Multimethods over structural types

Hello,

I am interested to know if there are languages out there, or research projects, or people's wild private imaginings, that provide polymorphic multimethods over structural types.

I mean the non-parametric type of polymorphism where methods may have > 1 implementation. The dispatch mechanism would choose the most specific of those available for a given invocation.

I have found one mention of something that seems in this area, but I don't understand the paper enough to know if it's what I hope for:

Combining Structural Subtyping and External Dispatch
Donna Malayeri & Jonathan Aldrich

I'm not _even_ a language design noob, and have only recently found there is established terminology ("structural types") for what I've been edging towards for about 10 years.

But… I envisage that the dispatch mechanism would be able to examine implementations of a method for the signature they require of their arguments. Given a method invocation is would be able to find the most specific implementation given the types, or fail if there is no match or the match is ambiguous.

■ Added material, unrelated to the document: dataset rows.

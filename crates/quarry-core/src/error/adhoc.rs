use super::Error;

/// An error built from a free-form message.
#[derive(Debug)]
pub(super) struct AdhocError {
    message: Box<str>,
}

impl AdhocError {
    pub(super) fn new(message: impl Into<String>) -> Self {
        Self {
            message: message.into().into(),
        }
    }
}

impl std::error::Error for AdhocError {}

impl core::fmt::Display for AdhocError {
    fn fmt(&self, f: &mut core::fmt::Formatter) -> core::fmt::Result {
        f.write_str(&self.message)
    }
}

impl Error {
    /// Creates an ad-hoc error from format arguments.
    ///
    /// Prefer the [`err!`](crate::err) and [`bail!`](crate::bail) macros.
    pub fn from_args(args: core::fmt::Arguments<'_>) -> Error {
        let message = match args.as_str() {
            Some(s) => s.to_string(),
            None => args.to_string(),
        };
        Error::from(super::ErrorKind::Adhoc(AdhocError::new(message)))
    }
}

I also think that a kind of transitive closure is necessary here. I'll use an example to elucidate (the example is "single dispatch", btw):


def area(shape) # implementation 1.
return width(shape) * height(shape)
end

def area(shape) # implementation 2
return 2 * pi * radius(shape)^2
end

def width(shape)
return square_size(shape)
end

def height(shape)
return square_size(shape)
end

I can now evaluate:

area( {width: 2, height: 3} )
-> 6
# This is just as you would suspect – implementations 1 is used.

area( {radius: 1} )
-> 6.28318
# here implementation 2 is used.

area( {square_size: 2} )
-> 4
# here, the record itself doesn't directly fit implementation 1, but because of the "width" and "height" methods, it _can_ be used, so 1 is used. This is the kind of transitive closure.

Implementations's parameters are not decorated with explicit type declarations because the type an implementation needs for each of its arguments _are_ the methods it calls on those arguments.

So, if this kind of thing is going on all over the place and well known, I'd love to know. Or if it's been tried and found a terrible idea, that'd be good to know too :-) I find the possibility enormously exciting because I think it'd "fix" an awful lot of what I find rather hobbling about the languages I generally use. Especially if it could be embedded in some kind of live-coding environment.

Thanks,
Benjohn Barnes

Comment viewing options

Select your preferred way to display the comments and click "Save settings" to activate your changes.

Favoring Explicit

You might also look into Clojure's Protocols, and into architectural approaches such as component-entity-system (CES) or behavior-object-tag.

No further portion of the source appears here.